Alone in Germany, thousands of people are currently waiting for a donor organ. Not everyone can be helped directly. For patients on lists, this means waiting and hoping. Every day an average of three people die without a suitable organ being found. Many researchers therefore place their hopes on tissue engineering – the artificial production of replacement organs with 3D printers.

Current successes

Breast cartilage, urinary bladder and skin lobes are already produced and implanted using the usual tissue engineering procedures. Even the successful transplantation of a tract of artificial fibers, which was overlaid with blood stem cells from the bone marrow, recently succeeded in surgeries. In contrast to the organ transplantation from man to man, rejection reactions are avoided with the organs made with usual engineering procedures. By discovering new methods such as three-dimensional (3D) printing, researchers are hoping for new possibilities in artificial tissue engineering.

First steps with 3D printing

  •  Drinking cups
  • Toys
  • Car parts
  • Shoes
  • Screws and nuts
  • Biscuits and chips

Nowadays almost everything can be produced with 3D printing technology, from real plastic products to even food. The process, that is about to revolutionize the usual industrial production processes, produces complete artificial organs from stem cells or tissue precursor cells for surgery purposes. Scientists from the University of Oxford have taken first step towards this possibility. The researchers have already produced a kind of synthetic tissue that, like nerve cells, can conduct electrical signals and perform muscular contractions.

Using living material to reach goals

With a 3D printer, different materials and cells can be precisely positioned. Researchers from the Wake Forest Institute for Regenerative Medicine in Winston-Salem have created a particularly resistant cartilage tissue. They printed fine polymer filaments and cartilage cells alternately. These artificial tissues were implanted in mice. After eight weeks, it had put up characteristics of a natural cartilage. Considering the fact that in Germany several hundred cartilages must be transplanted annually, this appears to be nothing special. However, the artificial tissue that has been transplanted so far has a disadvantage: it is not as stable as the original. Thanks to the polymer filaments, it is now possible to produce a fabric, which has similar mechanical properties and load capacity as a true cartilage.

Another success with 3D printing

Another reason for the use of 3D printers is that exact images of body parts can be made. For example, American scientists from the Weill Cornell Medical College in New York produced a complete ear made of real tissue. They first constructed a 3D scan of a real ear. This served as a template for the printer to produce a three-dimensional, hollow ear made of plastic. This form was filled with cartilage cells and collagen. After several processing steps an artificial ear emerged, which was hardly distinguishable from a real one. The ear has yet only been transplanted successfully to rats so far.
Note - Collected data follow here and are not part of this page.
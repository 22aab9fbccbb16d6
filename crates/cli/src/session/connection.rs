// SPDX-License-Identifier: MIT
// Copyright (c) 2026 Alfred Jean LLC

//! Connection lifecycle management.
//!
//! The [`ConnectionManager`] drives the pure state machine in
//! [`banter_core::state`] and executes its effects. It owns the transport
//! handle, the in-flight connection attempt, and the pending retry timer, so
//! each of them is reachable from exactly one place and a single `take()`
//! cancels or releases it.
//!
//! [`ConnectionManager::next_event`] is cancel-safe: the connect future and
//! the retry timer live in the manager rather than on the caller's stack, and
//! state only changes after one of them has completed.

use std::collections::VecDeque;

use tracing::{debug, info, warn};

use banter_core::state::{transition, ConnectionEvent, ConnectionState, ConnectionStatus, Effect};
use banter_core::ReconnectPolicy;

use super::scheduler::{Delay, Scheduler, TokioScheduler};
use super::transport::{Connector, Transport, TransportError, TransportFuture, TransportResult};

/// Updates yielded by [`ConnectionManager::next_event`].
#[derive(Debug, Clone, PartialEq, Eq)]
pub enum ConnectionUpdate {
    /// The connection status changed.
    Status(ConnectionStatus),
    /// A raw inbound text frame, exactly as delivered.
    Payload(String),
}

/// A retry timer together with the attempt it was scheduled for.
struct PendingRetry {
    attempt: u32,
    timer: Delay,
}

/// Owns the single logical connection of a session.
pub struct ConnectionManager<C: Connector, S: Scheduler = TokioScheduler> {
    /// Fully built endpoint URL.
    endpoint: String,
    connector: C,
    scheduler: S,
    policy: ReconnectPolicy,
    state: ConnectionState,
    /// Set when the policy refused a further automatic retry.
    retries_exhausted: bool,
    /// The live transport, present only while connected.
    transport: Option<C::Transport>,
    /// The in-flight connection attempt, present only while connecting.
    connecting: Option<TransportFuture<'static, C::Transport>>,
    /// The pending retry timer, present only while disconnected.
    retry: Option<PendingRetry>,
    /// Status changes not yet handed out.
    updates: VecDeque<ConnectionStatus>,
}

impl<C: Connector> ConnectionManager<C> {
    /// Create a manager that schedules retries on the tokio timer.
    pub fn new(endpoint: impl Into<String>, connector: C, policy: ReconnectPolicy) -> Self {
        Self::with_scheduler(endpoint, connector, TokioScheduler, policy)
    }
}

impl<C: Connector, S: Scheduler> ConnectionManager<C, S> {
    /// Create a manager with a custom retry scheduler.
    pub fn with_scheduler(
        endpoint: impl Into<String>,
        connector: C,
        scheduler: S,
        policy: ReconnectPolicy,
    ) -> Self {
        ConnectionManager {
            endpoint: endpoint.into(),
            connector,
            scheduler,
            policy,
            state: ConnectionState::Idle,
            retries_exhausted: false,
            transport: None,
            connecting: None,
            retry: None,
            updates: VecDeque::new(),
        }
    }

    pub fn endpoint(&self) -> &str {
        &self.endpoint
    }

    pub fn state(&self) -> ConnectionState {
        self.state
    }

    /// Reconnect attempts claimed since the last successful connection.
    pub fn attempt(&self) -> u32 {
        self.policy.attempt()
    }

    pub fn status(&self) -> ConnectionStatus {
        ConnectionStatus {
            state: self.state,
            attempt: self.policy.attempt(),
            retries_exhausted: self.retries_exhausted,
        }
    }

    /// Check if a live transport is available for sending.
    pub fn is_connected(&self) -> bool {
        self.state == ConnectionState::Connected
            && self.transport.as_ref().is_some_and(|t| t.is_connected())
    }

    /// Check if a retry timer is pending.
    pub fn has_pending_retry(&self) -> bool {
        self.retry.is_some()
    }

    /// Drain status changes produced by the last command.
    pub fn drain_updates(&mut self) -> impl Iterator<Item = ConnectionStatus> + '_ {
        self.updates.drain(..)
    }

    /// Start connecting. No-op while connecting or connected.
    pub fn connect(&mut self) {
        self.apply(ConnectionEvent::Connect);
    }

    /// Cancel any pending retry and close the connection.
    ///
    /// Idempotent: disconnecting an idle manager changes nothing.
    pub async fn disconnect(&mut self) {
        if let Some(released) = self.apply(ConnectionEvent::Disconnect) {
            close_gracefully(released).await;
        }
    }

    /// Tear the connection down completely and start over with a fresh
    /// backoff schedule.
    pub async fn reconnect(&mut self) {
        self.disconnect().await;
        self.apply(ConnectionEvent::Reconnect);
    }

    /// Transmit an encoded frame on the live transport.
    pub async fn send(&mut self, frame: String) -> TransportResult<()> {
        if self.state != ConnectionState::Connected {
            return Err(TransportError::ConnectionClosed);
        }
        let transport = self.transport.as_mut().ok_or(TransportError::ConnectionClosed)?;
        transport.send(frame).await
    }

    /// Wait for the next status change or inbound frame.
    ///
    /// Pending forever while idle. Cancel-safe.
    pub async fn next_event(&mut self) -> ConnectionUpdate {
        loop {
            if let Some(status) = self.updates.pop_front() {
                return ConnectionUpdate::Status(status);
            }

            if let Some(connecting) = self.connecting.as_mut() {
                let result = connecting.await;
                self.connecting = None;
                self.on_connect_result(result);
                continue;
            }

            if let Some(transport) = self.transport.as_mut() {
                let received = transport.recv().await;
                match received {
                    Ok(Some(payload)) => return ConnectionUpdate::Payload(payload),
                    Ok(None) => {
                        info!(endpoint = %self.endpoint, "connection closed by peer");
                        self.transport = None;
                        self.apply(ConnectionEvent::Closed);
                    }
                    Err(e) => {
                        warn!(endpoint = %self.endpoint, error = %e, "transport failure");
                        self.transport = None;
                        self.apply(ConnectionEvent::Failed);
                        self.apply(ConnectionEvent::Closed);
                    }
                }
                continue;
            }

            if let Some(retry) = self.retry.as_mut() {
                retry.timer.as_mut().await;
                let attempt = retry.attempt;
                self.retry = None;
                debug!(attempt, "retry timer elapsed");
                self.apply(ConnectionEvent::RetryElapsed { attempt });
                continue;
            }

            std::future::pending::<()>().await;
        }
    }

    fn on_connect_result(&mut self, result: TransportResult<C::Transport>) {
        match result {
            Ok(transport) => {
                info!(endpoint = %self.endpoint, "connected");
                self.transport = Some(transport);
                self.apply(ConnectionEvent::Opened);
            }
            Err(e) => {
                warn!(endpoint = %self.endpoint, error = %e, "connection attempt failed");
                self.apply(ConnectionEvent::Failed);
                self.apply(ConnectionEvent::Closed);
            }
        }
    }

    /// Run one transition and execute its effects.
    ///
    /// Returns the released transport, if any, for the caller to close.
    fn apply(&mut self, event: ConnectionEvent) -> Option<C::Transport> {
        let previous = self.status();
        let step = transition(self.state, &mut self.policy, event);
        let mut released = None;

        for effect in step.effects {
            match effect {
                Effect::CancelRetry => {
                    if let Some(retry) = self.retry.take() {
                        debug!(attempt = retry.attempt, "cancelled pending retry");
                    }
                }
                Effect::ReleaseTransport => {
                    self.connecting = None;
                    released = self.transport.take();
                }
                Effect::OpenTransport => {
                    info!(endpoint = %self.endpoint, attempt = self.policy.attempt(), "connecting");
                    self.connecting = Some(self.connector.connect(&self.endpoint));
                }
                Effect::ScheduleRetry { delay, attempt } => {
                    info!(
                        attempt,
                        max_attempts = self.policy.max_attempts(),
                        delay_ms = delay.as_millis() as u64,
                        "scheduling reconnect"
                    );
                    self.retry = Some(PendingRetry { attempt, timer: self.scheduler.delay(delay) });
                }
                Effect::RetriesExhausted { attempts } => {
                    warn!(attempts, "giving up on automatic reconnection");
                    self.retries_exhausted = true;
                }
            }
        }

        self.state = step.state;
        if self.state != ConnectionState::Disconnected {
            self.retries_exhausted = false;
        }

        let current = self.status();
        if current != previous {
            debug!(from = %previous.state, to = %current.state, event = ?event, "state changed");
            self.updates.push_back(current);
        }
        released
    }
}

async fn close_gracefully<T: Transport>(mut transport: T) {
    if let Err(e) = transport.close().await {
        debug!(error = %e, "close handshake failed");
    }
}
Thus, the researchers hope to use this method to help children born without auricle.

Future goals of 3D printing

Thanks to the ability to conduct electrical stimuli and produce outer organs like an ear, the artificial tissue could be used as a revolution for medicines. The lifesavers would be made at the “push of a button”. Another application is obvious: doctors could one day selectively print nerve tissue or muscle strands in any shape and prepare them in a suitable environment for transplantation by using stem cells. Printing entire organs is one of the research objectives for the future.


3D printing is a very promising way to get perfectly shaped and fitted replacement organs to waiting, suffering or even dying patients that quickly need help. With all losses of body parts imaginable, these special printers, affordable to big hospitals, can print all possible organs, tissues, skins or limbs needed to save a life or make sick people happy again.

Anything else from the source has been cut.